Use of sub-family specific residues of protein modules in recognizing sites of functional and structural specialization
Abstract
Functional and regulatory features of a protein in a living system are determined by several factors
such as chemical nature and three-dimensional arrangement of residues in the functional site, spatial
and temporal expression of the protein in the cell and molecules that interact with the protein. Our
understanding of molecular determinants of function is never complete without an understanding of
the roles of various residues in the protein.
All members of a protein family or a protein domain family share a common structural fold and
usually have a conserved general function. However, there can be functional specialisation among
the members of individual sub-families within the domain families. This specialisation is a
consequence of apparently small structural and sequence differences among the members of
divergent sub-families within a domain family. In this project, we have classified members of a
protein family into sub-families using a rational basis, and then deduced the residues which are
specifically conserved within the individual sub-families. The objective of this work is to study the
structural and functional specialised roles that the selectively conserved residues are conferring to
their respective sub-families.
We have considered two protein domain families as case studies for analysis. The first is the SH2
domain family, the members of which have a function of specifically binding to phospho-Tyr
residues in proteins. Chapter 2 describes the partitioning of members of the SH2 domain family in
the context of the different domain architectures of proteins into which the SH2 domain is
incorporated. Two sub-families were defined consisting of proteins with Src-kinase and Socs
(suppressor of cytokine signalling) architecture. Domain-architecture specific residues of each subfamily
were identified by comparing multiple sequence alignments of SH2 domain sequences from
the individual sub-families. Crystal structures of SH2 domains from the Src-kinase and Socs subfamilies
were then inspected to determine the structural and functional roles of the selectively
conserved residues. Side-chains of many of the selectively conserved residues from each sub-family
were found to be involved in functional interactions either with other residues from the non-SH2
regions of the same protein chain or with residues from the phospho-Tyrosine peptide-ligand. This
suggests the roles of selectively conserved residues in assisting domain-domain communication
within the protein or conferring sequence specificity towards the pTyr-containing sequences to
which the SH2 domains from the two sub-families are specialised to bind.
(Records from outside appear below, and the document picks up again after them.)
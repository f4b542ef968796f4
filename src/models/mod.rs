use serde::{Deserialize, Serialize};

pub mod catalog;
pub mod track;

pub use catalog::{Catalog, EligibleTrack};
pub use track::{AudioFeature, AudioFeatures, FeatureVector, Track, FEATURE_COUNT};

/// Base URL of the embeddable player for a single track
pub const EMBED_URL_BASE: &str = "https://open.spotify.com/embed/track";

/// Public profile of a platform user
#[derive(Debug, Clone, Serialize, Deserialize, PartialEq)]
pub struct UserProfile {
    pub id: String,
    pub display_name: Option<String>,
    pub image: Option<String>,
}

/// A public playlist as listed for selection
#[derive(Debug, Clone, Serialize, Deserialize, PartialEq)]
pub struct PlaylistSummary {
    pub id: String,
    pub name: String,
    pub image: Option<String>,
}

/// Details of one recommended track, ready for display
#[derive(Debug, Clone, Serialize, Deserialize, PartialEq)]
pub struct RecommendedTrack {
    pub id: String,
    pub name: String,
    pub artists: Vec<String>,
    pub album_name: Option<String>,
    pub image: Option<String>,
    pub embed_url: String,
}

// ============================================================================
// Spotify Web API Types
// ============================================================================

#[derive(Debug, Clone, Deserialize)]
pub struct ApiImage {
    pub url: String,
}

/// Response from GET /users/{id}
#[derive(Debug, Clone, Deserialize)]
pub struct ApiUser {
    pub id: String,
    #[serde(default)]
    pub display_name: Option<String>,
    #[serde(default)]
    pub images: Option<Vec<ApiImage>>,
}

impl From<ApiUser> for UserProfile {
    fn from(user: ApiUser) -> Self {
        UserProfile {
            id: user.id,
            display_name: user.display_name,
            image: first_image(user.images),
        }
    }
}

/// Response from GET /users/{id}/playlists
#[derive(Debug, Clone, Deserialize)]
pub struct ApiPlaylistPage {
    #[serde(default)]
    pub items: Vec<ApiPlaylist>,
}

#[derive(Debug, Clone, Deserialize)]
pub struct ApiPlaylist {
    pub id: String,
    pub name: String,
    #[serde(default)]
    pub images: Option<Vec<ApiImage>>,
}

impl From<ApiPlaylist> for PlaylistSummary {
    fn from(playlist: ApiPlaylist) -> Self {
        PlaylistSummary {
            id: playlist.id,
            name: playlist.name,
            image: first_image(playlist.images),
        }
    }
}

/// Response from GET /playlists/{id}/tracks
#[derive(Debug, Clone, Deserialize)]
pub struct ApiPlaylistTracksPage {
    #[serde(default)]
    pub items: Vec<ApiPlaylistItem>,
}

#[derive(Debug, Clone, Deserialize)]
pub struct ApiPlaylistItem {
    /// Null for removed or unavailable tracks
    #[serde(default)]
    pub track: Option<ApiTrack>,
}

#[derive(Debug, Clone, Deserialize)]
pub struct ApiTrack {
    /// Null for local files
    #[serde(default)]
    pub id: Option<String>,
    pub name: String,
    #[serde(default)]
    pub artists: Vec<ApiArtist>,
    pub album: ApiAlbum,
    #[serde(default)]
    pub popularity: Option<u32>,
}

impl ApiTrack {
    pub fn artist_names(&self) -> Vec<String> {
        self.artists.iter().map(|a| a.name.clone()).collect()
    }

    pub fn cover_image(&self) -> Option<String> {
        first_image(self.album.images.clone())
    }
}

#[derive(Debug, Clone, Deserialize)]
pub struct ApiArtist {
    pub name: String,
}

#[derive(Debug, Clone, Deserialize)]
pub struct ApiAlbum {
    pub name: String,
    #[serde(default)]
    pub release_date: Option<String>,
    #[serde(default)]
    pub images: Option<Vec<ApiImage>>,
}

/// Response from GET /tracks?ids=...
#[derive(Debug, Clone, Deserialize)]
pub struct ApiTracksResponse {
    #[serde(default)]
    pub tracks: Vec<Option<ApiTrack>>,
}

/// Response from GET /audio-features?ids=...
#[derive(Debug, Clone, Deserialize)]
pub struct ApiAudioFeaturesResponse {
    #[serde(default)]
    pub audio_features: Vec<Option<ApiAudioFeatures>>,
}

/// Audio analysis of one track
#[derive(Debug, Clone, Deserialize, PartialEq)]
pub struct ApiAudioFeatures {
    pub id: String,
    #[serde(flatten)]
    pub features: AudioFeatures,
}

impl TryFrom<ApiTrack> for RecommendedTrack {
    type Error = ApiTrack;

    /// Fails, handing the track back, when the track has no id
    fn try_from(track: ApiTrack) -> Result<Self, Self::Error> {
        let Some(id) = track.id.clone() else {
            return Err(track);
        };
        Ok(RecommendedTrack {
            embed_url: format!("{}/{}", EMBED_URL_BASE, id),
            artists: track.artist_names(),
            image: track.cover_image(),
            album_name: Some(track.album.name),
            name: track.name,
            id,
        })
    }
}

fn first_image(images: Option<Vec<ApiImage>>) -> Option<String> {
    images
        .and_then(|images| images.into_iter().next())
        .map(|image| image.url)
}

#[cfg(test)]
mod tests {
    use super::*;

    #[test]
    fn test_api_user_to_profile_uses_first_image() {
        let json = r#"{
            "id": "wizzler",
            "display_name": "Wizzler",
            "images": [{"url": "https://i.scdn.co/image/a"}, {"url": "https://i.scdn.co/image/b"}]
        }"#;

        let user: ApiUser = serde_json::from_str(json).unwrap();
        let profile = UserProfile::from(user);
        assert_eq!(profile.id, "wizzler");
        assert_eq!(profile.display_name, Some("Wizzler".to_string()));
        assert_eq!(profile.image, Some("https://i.scdn.co/image/a".to_string()));
    }

    #[test]
    fn test_playlist_with_null_images() {
        let json = r#"{"items": [{"id": "37i9dQZF1DX", "name": "Focus", "images": null}]}"#;

        let page: ApiPlaylistPage = serde_json::from_str(json).unwrap();
        let summaries: Vec<PlaylistSummary> =
            page.items.into_iter().map(PlaylistSummary::from).collect();
        assert_eq!(summaries.len(), 1);
        assert_eq!(summaries[0].name, "Focus");
        assert_eq!(summaries[0].image, None);
    }

    #[test]
    fn test_playlist_items_tolerate_null_tracks_and_local_files() {
        let json = r#"{
            "items": [
                {"track": null},
                {"track": {"id": null, "name": "local.mp3", "artists": [], "album": {"name": "Local"}}},
                {"track": {
                    "id": "11dFghVXANMlKmJXsNCbNl",
                    "name": "Cut To The Feeling",
                    "artists": [{"name": "Carly Rae Jepsen"}],
                    "album": {"name": "Cut To The Feeling", "release_date": "2017-05-26", "images": [{"url": "https://i.scdn.co/image/c"}]},
                    "popularity": 63
                }}
            ]
        }"#;

        let page: ApiPlaylistTracksPage = serde_json::from_str(json).unwrap();
        assert_eq!(page.items.len(), 3);
        assert!(page.items[0].track.is_none());
        assert_eq!(page.items[1].track.as_ref().unwrap().id, None);

        let track = page.items[2].track.clone().unwrap();
        assert_eq!(track.artist_names(), vec!["Carly Rae Jepsen".to_string()]);
        assert_eq!(track.album.release_date, Some("2017-05-26".to_string()));
        assert_eq!(track.popularity, Some(63));
    }

    #[test]
    fn test_audio_features_response_with_null_entry() {
        let json = r#"{
            "audio_features": [
                null,
                {
                    "id": "11dFghVXANMlKmJXsNCbNl",
                    "danceability": 0.696,
                    "energy": 0.905,
                    "key": 2,
                    "loudness": -2.743,
                    "mode": 1,
                    "speechiness": 0.103,
                    "acousticness": 0.011,
                    "instrumentalness": 0.000905,
                    "liveness": 0.302,
                    "valence": 0.625,
                    "tempo": 114.944,
                    "duration_ms": 207960,
                    "time_signature": 4
                }
            ]
        }"#;

        let response: ApiAudioFeaturesResponse = serde_json::from_str(json).unwrap();
        assert!(response.audio_features[0].is_none());

        let features = response.audio_features[1].as_ref().unwrap();
        assert_eq!(features.id, "11dFghVXANMlKmJXsNCbNl");
        assert_eq!(features.features.key, Some(2.0));
        assert!(features.features.to_vector().is_some());
    }

    #[test]
    fn test_recommended_track_from_api_track() {
        let track = ApiTrack {
            id: Some("7ouMYWpwJ422jRcDASZB7P".to_string()),
            name: "Knights of Cydonia".to_string(),
            artists: vec![ApiArtist {
                name: "Muse".to_string(),
            }],
            album: ApiAlbum {
                name: "Black Holes and Revelations".to_string(),
                release_date: Some("2006-06-19".to_string()),
                images: None,
            },
            popularity: Some(70),
        };

        let recommended = RecommendedTrack::try_from(track).unwrap();
        assert_eq!(
            recommended.embed_url,
            "https://open.spotify.com/embed/track/7ouMYWpwJ422jRcDASZB7P"
        );
        assert_eq!(recommended.artists, vec!["Muse".to_string()]);
        assert_eq!(
            recommended.album_name,
            Some("Black Holes and Revelations".to_string())
        );
    }

    #[test]
    fn test_recommended_track_requires_id() {
        let track = ApiTrack {
            id: None,
            name: "local.mp3".to_string(),
            artists: vec![],
            album: ApiAlbum {
                name: "Local".to_string(),
                release_date: None,
                images: None,
            },
            popularity: None,
        };

        assert!(RecommendedTrack::try_from(track).is_err());
    }
}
The second protein domain family studied is that of the protein kinases. Chapter 3 describes the
comparision between two pre-defined sub-families, cyclin-dependent kinase 2 (cdk2) and protein
kinase CK2, of Ser/Thr-kinases belonging to the same hierarchical CMGC group. Cdk2-specific
and CK2-specific selectively conserved residues were identified through comparison of the
respective multiple sequence alignments and their specialised roles were inferred through survey of
literature information, including crystal structures of protein-protein complexes involving Cdk2 and
CK2. A number of selectively conserved residues from each sub-family were found to be
participating in protein-protein interactions involving the respective protein partners of Cdk2 and
CK2.
Thus, the approach employed in this project helped us to identify subfamily-specific residues which
are sites of subfamily-specific functional and/or structural specialisation, and generate diversity
within a protein family. Further, the present work enabled us to propose residues which are likely to
play roles in conferring subfamily-specific properties and investigation into their roles could form
the basis of future experimental studies.